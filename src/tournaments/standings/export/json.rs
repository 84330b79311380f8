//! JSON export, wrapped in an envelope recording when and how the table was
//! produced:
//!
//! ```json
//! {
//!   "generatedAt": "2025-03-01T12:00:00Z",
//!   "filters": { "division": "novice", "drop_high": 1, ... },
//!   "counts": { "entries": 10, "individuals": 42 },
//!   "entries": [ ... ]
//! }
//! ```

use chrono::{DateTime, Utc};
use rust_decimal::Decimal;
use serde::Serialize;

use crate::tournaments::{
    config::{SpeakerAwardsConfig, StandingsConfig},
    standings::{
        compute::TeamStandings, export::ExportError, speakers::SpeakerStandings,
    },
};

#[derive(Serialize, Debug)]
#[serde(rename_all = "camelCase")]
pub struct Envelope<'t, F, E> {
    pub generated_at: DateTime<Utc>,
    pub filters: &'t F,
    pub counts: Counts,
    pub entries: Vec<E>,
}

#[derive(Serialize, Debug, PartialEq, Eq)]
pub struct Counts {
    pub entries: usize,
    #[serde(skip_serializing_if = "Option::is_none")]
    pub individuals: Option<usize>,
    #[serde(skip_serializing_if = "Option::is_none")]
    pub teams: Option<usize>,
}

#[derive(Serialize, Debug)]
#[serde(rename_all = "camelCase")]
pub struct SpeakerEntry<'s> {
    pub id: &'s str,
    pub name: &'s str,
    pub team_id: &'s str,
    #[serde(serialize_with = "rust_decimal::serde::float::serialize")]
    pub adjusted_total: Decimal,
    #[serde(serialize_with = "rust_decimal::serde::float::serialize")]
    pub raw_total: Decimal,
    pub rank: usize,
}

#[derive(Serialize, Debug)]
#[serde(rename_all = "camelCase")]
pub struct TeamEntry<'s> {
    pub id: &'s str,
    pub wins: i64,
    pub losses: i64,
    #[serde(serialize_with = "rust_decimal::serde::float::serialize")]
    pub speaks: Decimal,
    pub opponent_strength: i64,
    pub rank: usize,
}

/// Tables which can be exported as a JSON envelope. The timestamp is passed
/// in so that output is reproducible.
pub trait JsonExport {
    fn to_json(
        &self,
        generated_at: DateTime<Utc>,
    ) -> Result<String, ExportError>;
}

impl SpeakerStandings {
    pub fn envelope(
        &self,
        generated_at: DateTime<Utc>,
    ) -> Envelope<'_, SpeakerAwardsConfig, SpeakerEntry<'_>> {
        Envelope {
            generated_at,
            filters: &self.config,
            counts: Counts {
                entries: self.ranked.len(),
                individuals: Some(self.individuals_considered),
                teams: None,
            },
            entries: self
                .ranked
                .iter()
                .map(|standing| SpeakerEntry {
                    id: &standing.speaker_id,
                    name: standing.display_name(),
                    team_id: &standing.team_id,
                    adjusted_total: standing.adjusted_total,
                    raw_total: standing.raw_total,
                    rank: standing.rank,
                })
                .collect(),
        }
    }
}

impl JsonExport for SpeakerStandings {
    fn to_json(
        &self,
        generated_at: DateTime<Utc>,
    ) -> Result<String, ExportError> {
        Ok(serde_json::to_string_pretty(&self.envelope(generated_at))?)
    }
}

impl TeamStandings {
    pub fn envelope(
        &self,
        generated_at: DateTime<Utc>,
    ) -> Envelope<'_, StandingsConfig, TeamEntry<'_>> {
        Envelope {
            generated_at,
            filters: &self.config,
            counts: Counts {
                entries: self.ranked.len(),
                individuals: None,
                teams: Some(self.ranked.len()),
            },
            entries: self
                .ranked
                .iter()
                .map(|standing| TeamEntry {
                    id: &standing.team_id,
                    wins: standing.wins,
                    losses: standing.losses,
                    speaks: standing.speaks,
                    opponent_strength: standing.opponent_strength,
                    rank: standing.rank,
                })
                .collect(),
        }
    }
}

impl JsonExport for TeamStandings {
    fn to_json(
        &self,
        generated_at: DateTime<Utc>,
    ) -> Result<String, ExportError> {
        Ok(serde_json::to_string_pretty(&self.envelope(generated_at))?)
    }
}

DESCRIPTION OF THE TASK >> Only the number is required: state how many lines of the entries hold the word "JsonExport".

FINAL ANSWER >> 3